應用於物聯網使用注入式鎖定技巧之超低電壓無線收發機

Abstract

近年來，物聯網的應用日漸普及，是當前炙手可熱的技術重點之一。物聯網藉由設立在各處的感測節點讀取周遭環境的資訊後，將其取得的資訊或訊號傳到後端進行處理。因此，無線收發機是物聯網不可以或缺的一塊。 為了達到長時間使用及省電的目的，本論文提出了一個具有高能量效率的短距離通訊之無線收發機。本無線收發機以差分相位鍵移調變(DPSK)為系統之調變方式，採用注入式鎖定技巧完成調變與解調。 發送機採用次諧波注入鎖定，低頻訊號會經由相位選擇器選取相位後注入到高頻振盪器，改變高頻振盪器的相位資訊，以完成相位的調變。接收機則採用相位至振幅轉換的技巧來完成解調。接收之輸入訊號注入到震盪器中，當其相位產生變化時，震盪器的輸出振幅也會因此產生暫時性的變化，進而完成解調。此無線收發機為一開迴路架構，可大幅簡化電路設計的複雜度，進而減少功率的消耗。 本作品使用台積電180納米製程，頻段為400-457 MHz Med-Radio通訊傳輸頻帶，以0.5伏供應電壓來完成電路實現。資料傳輸量為10 Mbps，系統功耗為1.3 mW，能量效率為130 pJ/b。發送機的最大輸出功率為-10 dBm，誤差向量幅度為8.74 %，而接收機的靈敏度為-60 dBm。

The applications of Internet of things (IoT) have drawn more attentions recently. The sensor nodes set up in various places collect the information of the surrounding environment and transmit the information to the back-end system for further processing.

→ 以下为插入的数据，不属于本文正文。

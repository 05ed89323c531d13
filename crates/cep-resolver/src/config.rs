use cep_provider::ChainConfig;
use serde::Deserialize;
use typed_builder::TypedBuilder;

use crate::telemetry::TelemetryConfig;

/// Everything needed to build a [`CepResolver`](crate::CepResolver) apart
/// from its store and invalidator.
#[derive(Debug, Clone, Default, TypedBuilder, Deserialize)]
#[serde(default)]
pub struct ResolverConfig {
    #[builder(default)]
    pub chain: ChainConfig,

    #[builder(default)]
    pub telemetry: TelemetryConfig,
}
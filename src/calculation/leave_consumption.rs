//! Paid-leave consumption aggregation.
//!
//! Consumption comes from two sources: attendance sessions recorded as
//! paid leave, and manual paid-leave records. A session consumes at most
//! one day's worth of hours no matter how long its wall-clock span —
//! an overnight or forgotten-checkout session still burns a single day.
//! Manual records are entered in hours already and count as-is.

use rust_decimal::{Decimal, RoundingStrategy};

use crate::config::LeaveRules;
use crate::models::{AttendanceSession, LeaveRecord, LeaveType, SessionKind};

/// Sums the paid-leave hours consumed by the given sessions and manual
/// records, rounded to the nearest half hour (half-up).
///
/// Only *closed* sessions of kind [`SessionKind::PaidLeave`] and manual
/// records of type [`LeaveType::Paid`] qualify; everything else is
/// ignored. Each qualifying session contributes its duration capped at
/// [`LeaveRules::hours_per_day`]; manual records are uncapped.
///
/// The caller supplies one employee's sessions and records; no
/// filtering by employee happens here.
///
/// # Examples
///
/// ```
/// use attendance_engine::calculation::consumed_hours;
/// use attendance_engine::config::LeaveRules;
/// use attendance_engine::models::{AttendanceSession, SessionKind};
/// use chrono::NaiveDateTime;
/// use rust_decimal::Decimal;
/// use uuid::Uuid;
///
/// // A 7h20m paid-leave session: raw 7.33 hours rounds to 7.5.
/// let session = AttendanceSession {
///     id: Uuid::nil(),
///     employee_id: Uuid::nil(),
///     kind: SessionKind::PaidLeave,
///     check_in: NaiveDateTime::parse_from_str("2025-04-01 09:00:00", "%Y-%m-%d %H:%M:%S").unwrap(),
///     check_out: Some(NaiveDateTime::parse_from_str("2025-04-01 16:20:00", "%Y-%m-%d %H:%M:%S").unwrap()),
///     completed: true,
/// };
///
/// let hours = consumed_hours(&[session], &[], &LeaveRules::statutory());
/// assert_eq!(hours, Decimal::new(75, 1));
/// ```
pub fn consumed_hours(
    sessions: &[AttendanceSession],
    leave_records: &[LeaveRecord],
    rules: &LeaveRules,
) -> Decimal {
    let day_cap = Decimal::from(rules.hours_per_day);
    let minutes_per_hour = Decimal::from(60);

    let session_hours: Decimal = sessions
        .iter()
        .filter(|session| session.kind == SessionKind::PaidLeave)
        .filter_map(AttendanceSession::duration_minutes)
        .map(|minutes| (Decimal::from(minutes) / minutes_per_hour).min(day_cap))
        .sum();

    let manual_hours: Decimal = leave_records
        .iter()
        .filter(|record| record.leave_type == LeaveType::Paid)
        .map(|record| record.hours)
        .sum();

    round_to_half_hour(session_hours + manual_hours)
}

/// Rounds to the nearest 0.5, half-up.
fn round_to_half_hour(hours: Decimal) -> Decimal {
    let doubled = hours * Decimal::from(2);
    doubled.round_dp_with_strategy(0, RoundingStrategy::MidpointAwayFromZero) / Decimal::from(2)
}

#[cfg(test)]
mod tests {
    use super::*;
    use chrono::NaiveDateTime;
    use proptest::prelude::*;
    use uuid::Uuid;

    fn session(kind: SessionKind, check_in: &str, check_out: Option<&str>) -> AttendanceSession {
        AttendanceSession {
            id: Uuid::nil(),
            employee_id: Uuid::nil(),
            kind,
            check_in: NaiveDateTime::parse_from_str(check_in, "%Y-%m-%d %H:%M:%S").unwrap(),
            check_out: check_out
                .map(|s| NaiveDateTime::parse_from_str(s, "%Y-%m-%d %H:%M:%S").unwrap()),
            completed: check_out.is_some(),
        }
    }

    fn paid_record(hours: Decimal) -> LeaveRecord {
        LeaveRecord {
            id: Uuid::nil(),
            employee_id: Uuid::nil(),
            leave_type: LeaveType::Paid,
            date: chrono::NaiveDate::from_ymd_opt(2025, 4, 10).unwrap(),
            hours,
            notes: None,
        }
    }

    fn rules() -> LeaveRules {
        LeaveRules::statutory()
    }

    // =========================================================================
    // LC-001: raw 7.33 hours rounds up to 7.5
    // =========================================================================
    #[test]
    fn test_lc_001_rounding_to_half_hour() {
        let sessions = [session(
            SessionKind::PaidLeave,
            "2025-04-01 09:00:00",
            Some("2025-04-01 16:20:00"),
        )];
        assert_eq!(
            consumed_hours(&sessions, &[], &rules()),
            Decimal::new(75, 1)
        );
    }

    // =========================================================================
    // LC-002: a multi-day session caps at one day's hours
    // =========================================================================
    #[test]
    fn test_lc_002_multi_day_session_caps_at_eight_hours() {
        // Two full days of wall clock. The rejected calendar-day
        // decomposition would charge 16 hours; the per-session cap
        // charges 8.
        let sessions = [session(
            SessionKind::PaidLeave,
            "2025-04-01 09:00:00",
            Some("2025-04-03 09:00:00"),
        )];
        assert_eq!(consumed_hours(&sessions, &[], &rules()), Decimal::from(8));
    }

    #[test]
    fn test_open_sessions_are_ignored() {
        let sessions = [session(SessionKind::PaidLeave, "2025-04-01 09:00:00", None)];
        assert_eq!(consumed_hours(&sessions, &[], &rules()), Decimal::ZERO);
    }

    #[test]
    fn test_work_and_unpaid_sessions_are_ignored() {
        let sessions = [
            session(
                SessionKind::Work,
                "2025-04-01 09:00:00",
                Some("2025-04-01 18:00:00"),
            ),
            session(
                SessionKind::UnpaidLeave,
                "2025-04-02 09:00:00",
                Some("2025-04-02 18:00:00"),
            ),
        ];
        assert_eq!(consumed_hours(&sessions, &[], &rules()), Decimal::ZERO);
    }

    #[test]
    fn test_manual_records_are_uncapped() {
        // A 16-hour manual entry counts in full; manual entries are
        // assumed already day-correct.
        let records = [paid_record(Decimal::from(16))];
        assert_eq!(consumed_hours(&[], &records, &rules()), Decimal::from(16));
    }

    #[test]
    fn test_non_paid_records_are_ignored() {
        let mut record = paid_record(Decimal::from(8));
        record.leave_type = LeaveType::Summer;
        assert_eq!(consumed_hours(&[], &[record], &rules()), Decimal::ZERO);
    }

    #[test]
    fn test_sessions_and_records_sum_before_rounding() {
        // 3h40m session (3.666...) plus a 0.6-hour manual record sums
        // to 4.266..., which rounds to 4.5 — rounding happens once on
        // the sum, not per source.
        let sessions = [session(
            SessionKind::PaidLeave,
            "2025-04-01 09:00:00",
            Some("2025-04-01 12:40:00"),
        )];
        let records = [paid_record(Decimal::new(6, 1))];
        assert_eq!(
            consumed_hours(&sessions, &records, &rules()),
            Decimal::new(45, 1)
        );
    }

    #[test]
    fn test_midpoint_rounds_up() {
        // 7.25 raw doubles to 14.5, which rounds away from zero to 15,
        // landing on 7.5.
        let sessions = [session(
            SessionKind::PaidLeave,
            "2025-04-01 09:00:00",
            Some("2025-04-01 16:15:00"),
        )];
        assert_eq!(
            consumed_hours(&sessions, &[], &rules()),
            Decimal::new(75, 1)
        );
    }

    #[test]
    fn test_empty_inputs_consume_nothing() {
        assert_eq!(consumed_hours(&[], &[], &rules()), Decimal::ZERO);
    }

    proptest! {
        /// The total is always a non-negative multiple of 0.5.
        #[test]
        fn prop_total_is_half_hour_granular(
            duration_minutes in prop::collection::vec(0i64..4000, 0..6),
            manual_quarter_hours in prop::collection::vec(0u32..80, 0..6),
        ) {
            let base = NaiveDateTime::parse_from_str(
                "2025-04-01 08:00:00",
                "%Y-%m-%d %H:%M:%S",
            ).unwrap();
            let sessions: Vec<AttendanceSession> = duration_minutes
                .iter()
                .map(|&minutes| AttendanceSession {
                    id: Uuid::nil(),
                    employee_id: Uuid::nil(),
                    kind: SessionKind::PaidLeave,
                    check_in: base,
                    check_out: Some(base + chrono::Duration::minutes(minutes)),
                    completed: true,
                })
                .collect();
            let records: Vec<LeaveRecord> = manual_quarter_hours
                .iter()
                .map(|&quarters| paid_record(Decimal::from(quarters) / Decimal::from(4)))
                .collect();

            let total = consumed_hours(&sessions, &records, &rules());
            let doubled = total * Decimal::from(2);
            prop_assert!(total >= Decimal::ZERO);
            prop_assert_eq!(doubled, doubled.trunc());
        }
    }
}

Therefore, the wireless transceiver is a critical element of the IoT. In order to achieve long-term usage and power-saving purposes, this thesis proposes a wireless transceiver with high energy efficiency for short-range communications. The injection-locked technique and D-BPSK modulation/demodulation are adopted for this system. The subharmonic injection-locked technique is adopted in the transmitter. The multiplexer (MUX) selects the phase of low frequency and injects to high frequency oscillator. Therefore, the desired modulation can be achieved by changing the phase of a injection-locked oscillator. In the receiver, a phase-to-amplitude conversion based on the injection-locking technique is employed. It detects the phase transition of a D-BPSK signal and then convert to an amplitude variation. The open-loop architecture is adopted in this system, which reduces the complexity of the circuit design and power consumption. This work is fabricated in TSMC 180-nm CMOS technology. This wireless transceiver is operated at 400-457 MHz Med-Radio band. Supply voltage is 0.5 V and data rate is 10-Mbps. The total power consumption is 1.3 mW and equivalent energy efficiency is 130 pJ/b. The maximum output power of the transmitter is -10 dBm and 8.4 % error vector magnitude (EVM) is achieved. The sensitivity of receiver is -60 dBm.